EXERCISE REQUIREMENTS> Every entry below should be printed exactly.

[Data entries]

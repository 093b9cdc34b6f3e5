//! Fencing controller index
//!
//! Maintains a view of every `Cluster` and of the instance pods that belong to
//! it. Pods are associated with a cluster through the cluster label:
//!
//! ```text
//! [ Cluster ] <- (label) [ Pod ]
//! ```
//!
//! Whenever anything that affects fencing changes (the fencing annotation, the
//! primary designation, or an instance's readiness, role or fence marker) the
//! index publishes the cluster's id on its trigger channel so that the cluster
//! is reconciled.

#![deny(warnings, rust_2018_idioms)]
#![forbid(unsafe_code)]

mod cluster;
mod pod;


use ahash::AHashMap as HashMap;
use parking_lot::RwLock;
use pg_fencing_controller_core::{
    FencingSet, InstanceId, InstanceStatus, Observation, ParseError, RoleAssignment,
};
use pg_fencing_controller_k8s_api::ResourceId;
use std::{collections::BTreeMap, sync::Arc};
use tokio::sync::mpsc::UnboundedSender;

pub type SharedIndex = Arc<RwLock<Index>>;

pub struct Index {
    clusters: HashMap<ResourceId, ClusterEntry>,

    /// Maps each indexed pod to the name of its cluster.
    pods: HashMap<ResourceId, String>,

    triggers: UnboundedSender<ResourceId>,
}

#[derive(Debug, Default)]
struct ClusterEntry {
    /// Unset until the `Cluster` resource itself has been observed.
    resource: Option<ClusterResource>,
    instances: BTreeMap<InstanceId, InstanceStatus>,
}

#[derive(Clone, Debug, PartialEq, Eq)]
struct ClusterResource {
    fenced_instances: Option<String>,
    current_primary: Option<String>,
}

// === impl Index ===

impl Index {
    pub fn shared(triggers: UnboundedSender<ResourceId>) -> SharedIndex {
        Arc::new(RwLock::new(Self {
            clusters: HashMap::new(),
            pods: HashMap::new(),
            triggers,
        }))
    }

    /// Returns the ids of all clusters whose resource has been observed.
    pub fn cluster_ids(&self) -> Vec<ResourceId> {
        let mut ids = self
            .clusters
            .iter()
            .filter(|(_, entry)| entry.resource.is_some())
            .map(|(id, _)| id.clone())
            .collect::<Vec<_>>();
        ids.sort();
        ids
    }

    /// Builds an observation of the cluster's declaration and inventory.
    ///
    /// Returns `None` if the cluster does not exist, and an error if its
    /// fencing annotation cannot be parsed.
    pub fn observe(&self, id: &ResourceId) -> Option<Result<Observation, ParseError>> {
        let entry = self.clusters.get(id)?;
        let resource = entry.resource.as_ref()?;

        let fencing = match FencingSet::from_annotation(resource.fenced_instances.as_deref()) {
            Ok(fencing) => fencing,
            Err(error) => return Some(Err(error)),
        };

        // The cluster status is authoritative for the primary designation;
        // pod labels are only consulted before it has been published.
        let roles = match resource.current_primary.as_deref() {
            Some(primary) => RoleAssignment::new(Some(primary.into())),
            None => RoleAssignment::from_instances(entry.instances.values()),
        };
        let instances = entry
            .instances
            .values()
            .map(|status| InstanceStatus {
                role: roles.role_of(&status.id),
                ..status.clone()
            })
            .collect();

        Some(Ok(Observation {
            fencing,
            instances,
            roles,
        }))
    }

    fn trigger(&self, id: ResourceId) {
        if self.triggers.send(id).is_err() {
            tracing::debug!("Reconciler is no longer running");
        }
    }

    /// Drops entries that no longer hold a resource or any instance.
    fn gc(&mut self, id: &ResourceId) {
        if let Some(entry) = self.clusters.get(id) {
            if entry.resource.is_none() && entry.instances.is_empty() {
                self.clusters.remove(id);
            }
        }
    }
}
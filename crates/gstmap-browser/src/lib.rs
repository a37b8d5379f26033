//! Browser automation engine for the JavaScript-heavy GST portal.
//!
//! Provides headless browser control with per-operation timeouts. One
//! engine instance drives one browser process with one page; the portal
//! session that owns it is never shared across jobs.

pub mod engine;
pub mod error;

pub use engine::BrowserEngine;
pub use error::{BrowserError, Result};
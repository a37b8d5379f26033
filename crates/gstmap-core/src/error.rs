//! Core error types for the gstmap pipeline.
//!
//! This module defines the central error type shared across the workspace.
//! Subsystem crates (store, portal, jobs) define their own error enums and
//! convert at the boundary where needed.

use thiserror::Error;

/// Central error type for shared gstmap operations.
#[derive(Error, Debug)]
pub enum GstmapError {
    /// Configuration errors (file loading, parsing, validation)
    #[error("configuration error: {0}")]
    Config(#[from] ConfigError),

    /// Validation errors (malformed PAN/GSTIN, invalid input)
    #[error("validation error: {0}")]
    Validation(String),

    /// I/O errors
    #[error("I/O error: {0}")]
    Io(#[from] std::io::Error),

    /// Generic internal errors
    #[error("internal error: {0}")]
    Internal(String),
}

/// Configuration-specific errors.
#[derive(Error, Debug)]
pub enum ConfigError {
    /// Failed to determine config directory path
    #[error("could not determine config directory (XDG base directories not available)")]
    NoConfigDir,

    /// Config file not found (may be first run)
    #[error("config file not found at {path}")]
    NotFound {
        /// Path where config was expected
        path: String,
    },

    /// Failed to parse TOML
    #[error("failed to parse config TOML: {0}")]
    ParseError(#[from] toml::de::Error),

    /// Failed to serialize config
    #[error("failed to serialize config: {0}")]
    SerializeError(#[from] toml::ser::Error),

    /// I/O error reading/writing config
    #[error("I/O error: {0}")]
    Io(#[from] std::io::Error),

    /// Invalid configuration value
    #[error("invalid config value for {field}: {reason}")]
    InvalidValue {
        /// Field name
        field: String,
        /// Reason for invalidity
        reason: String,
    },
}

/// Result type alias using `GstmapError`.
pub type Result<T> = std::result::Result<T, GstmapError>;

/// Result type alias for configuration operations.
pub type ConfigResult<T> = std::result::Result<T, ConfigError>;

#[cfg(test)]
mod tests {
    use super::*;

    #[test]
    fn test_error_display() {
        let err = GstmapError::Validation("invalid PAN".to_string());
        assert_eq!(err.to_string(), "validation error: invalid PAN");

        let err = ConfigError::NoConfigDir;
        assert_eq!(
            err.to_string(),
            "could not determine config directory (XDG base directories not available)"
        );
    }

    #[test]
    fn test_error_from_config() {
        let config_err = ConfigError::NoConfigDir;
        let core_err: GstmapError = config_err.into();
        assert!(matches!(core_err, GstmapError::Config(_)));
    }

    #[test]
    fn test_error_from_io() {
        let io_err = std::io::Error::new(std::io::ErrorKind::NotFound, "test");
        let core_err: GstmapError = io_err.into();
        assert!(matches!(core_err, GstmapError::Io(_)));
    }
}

YOUR SOLUTION>
repository 093b9cdc34b6f3e5
//! Fencing controller index
//!
//! Maintains a view of every `Cluster` and of the instance pods that belong to
//! it. Pods are associated with a cluster through the cluster label:
//!
//! ```text
//! [ Cluster ] <- (label) [ Pod ]
//! ```
//!
//! Whenever anything that affects fencing changes (the fencing annotation, the
//! primary designation, or an instance's readiness, role or fence marker) the
//! index publishes the cluster's id on its trigger channel so that the cluster
//! is reconciled.

#![deny(warnings, rust_2018_idioms)]
#![forbid(unsafe_code)]

mod cluster;
mod pod;


use ahash::AHashMap as HashMap;
use parking_lot::RwLock;
use pg_fencing_controller_core::{
    FencingSet, InstanceId, InstanceStatus, Observation, ParseError, RoleAssignment,
};
use pg_fencing_controller_k8s_api::ResourceId;
use std::{collections::BTreeMap, sync::Arc};
use tokio::sync::mpsc::UnboundedSender;

pub type SharedIndex = Arc<RwLock<Index>>;

pub struct Index {
    clusters: HashMap<ResourceId, ClusterEntry>,

    /// Maps each indexed pod to the name of its cluster.
    pods: HashMap<ResourceId, String>,

    triggers: UnboundedSender<ResourceId>,
}

#[derive(Debug, Default)]
struct ClusterEntry {
    /// Unset until the `Cluster` resource itself has been observed.
    resource: Option<ClusterResource>,
    instances: BTreeMap<InstanceId, InstanceStatus>,
}

#[derive(Clone, Debug, PartialEq, Eq)]
struct ClusterResource {
    fenced_instances: Option<String>,
    current_primary: Option<String>,
}

// === impl Index ===

impl Index {
    pub fn shared(triggers: UnboundedSender<ResourceId>) -> SharedIndex {
        Arc::new(RwLock::new(Self {
            clusters: HashMap::new(),
            pods: HashMap::new(),
            triggers,
        }))
    }

    /// Returns the ids of all clusters whose resource has been observed.
    pub fn cluster_ids(&self) -> Vec<ResourceId> {
        let mut ids = self
            .clusters
            .iter()
            .filter(|(_, entry)| entry.resource.is_some())
            .map(|(id, _)| id.clone())
            .collect::<Vec<_>>();
        ids.sort();
        ids
    }

    /// Builds an observation of the cluster's declaration and inventory.
    ///
    /// Returns `None` if the cluster does not exist, and an error if its
    /// fencing annotation cannot be parsed.
    pub fn observe(&self, id: &ResourceId) -> Option<Result<Observation, ParseError>> {
        let entry = self.clusters.get(id)?;
        let resource = entry.resource.as_ref()?;

        let fencing = match FencingSet::from_annotation(resource.fenced_instances.as_deref()) {
            Ok(fencing) => fencing,
            Err(error) => return Some(Err(error)),
        };

        // The cluster status is authoritative for the primary designation;
        // pod labels are only consulted before it has been published.
        let roles = match resource.current_primary.as_deref() {
            Some(primary) => RoleAssignment::new(Some(primary.into())),
            None => RoleAssignment::from_instances(entry.instances.values()),
        };
        let instances = entry
            .instances
            .values()
            .map(|status| InstanceStatus {
                role: roles.role_of(&status.id),
                ..status.clone()
            })
            .collect();

        Some(Ok(Observation {
            fencing,
            instances,
            roles,
        }))
    }

    fn trigger(&self, id: ResourceId) {
        if self.triggers.send(id).is_err() {
            tracing::debug!("Reconciler is no longer running");
        }
    }

    /// Drops entries that no longer hold a resource or any instance.
    fn gc(&mut self, id: &ResourceId) {
        if let Some(entry) = self.clusters.get(id) {
            if entry.resource.is_none() && entry.instances.is_empty() {
                self.clusters.remove(id);
            }
        }
    }
}
filename crates/gstmap-browser/src/lib.rs
repository a37b8d5379f26033
//! Browser automation engine for the JavaScript-heavy GST portal.
//!
//! Provides headless browser control with per-operation timeouts. One
//! engine instance drives one browser process with one page; the portal
//! session that owns it is never shared across jobs.

pub mod engine;
pub mod error;

pub use engine::BrowserEngine;
pub use error::{BrowserError, Result};
repository a37b8d5379f26033
filename crates/gstmap-core/src/error.rs
//! Core error types for the gstmap pipeline.
//!
//! This module defines the central error type shared across the workspace.
//! Subsystem crates (store, portal, jobs) define their own error enums and
//! convert at the boundary where needed.

use thiserror::Error;

/// Central error type for shared gstmap operations.
#[derive(Error, Debug)]
pub enum GstmapError {
    /// Configuration errors (file loading, parsing, validation)
    #[error("configuration error: {0}")]
    Config(#[from] ConfigError),

    /// Validation errors (malformed PAN/GSTIN, invalid input)
    #[error("validation error: {0}")]
    Validation(String),

    /// I/O errors
    #[error("I/O error: {0}")]
    Io(#[from] std::io::Error),

    /// Generic internal errors
    #[error("internal error: {0}")]
    Internal(String),
}

/// Configuration-specific errors.
#[derive(Error, Debug)]
pub enum ConfigError {
    /// Failed to determine config directory path
    #[error("could not determine config directory (XDG base directories not available)")]
    NoConfigDir,

    /// Config file not found (may be first run)
    #[error("config file not found at {path}")]
    NotFound {
        /// Path where config was expected
        path: String,
    },

    /// Failed to parse TOML
    #[error("failed to parse config TOML: {0}")]
    ParseError(#[from] toml::de::Error),

    /// Failed to serialize config
    #[error("failed to serialize config: {0}")]
    SerializeError(#[from] toml::ser::Error),

    /// I/O error reading/writing config
    #[error("I/O error: {0}")]
    Io(#[from] std::io::Error),

    /// Invalid configuration value
    #[error("invalid config value for {field}: {reason}")]
    InvalidValue {
        /// Field name
        field: String,
        /// Reason for invalidity
        reason: String,
    },
}

/// Result type alias using `GstmapError`.
pub type Result<T> = std::result::Result<T, GstmapError>;

/// Result type alias for configuration operations.
pub type ConfigResult<T> = std::result::Result<T, ConfigError>;

#[cfg(test)]
mod tests {
    use super::*;

    #[test]
    fn test_error_display() {
        let err = GstmapError::Validation("invalid PAN".to_string());
        assert_eq!(err.to_string(), "validation error: invalid PAN");

        let err = ConfigError::NoConfigDir;
        assert_eq!(
            err.to_string(),
            "could not determine config directory (XDG base directories not available)"
        );
    }

    #[test]
    fn test_error_from_config() {
        let config_err = ConfigError::NoConfigDir;
        let core_err: GstmapError = config_err.into();
        assert!(matches!(core_err, GstmapError::Config(_)));
    }

    #[test]
    fn test_error_from_io() {
        let io_err = std::io::Error::new(std::io::ErrorKind::NotFound, "test");
        let core_err: GstmapError = io_err.into();
        assert!(matches!(core_err, GstmapError::Io(_)));
    }
}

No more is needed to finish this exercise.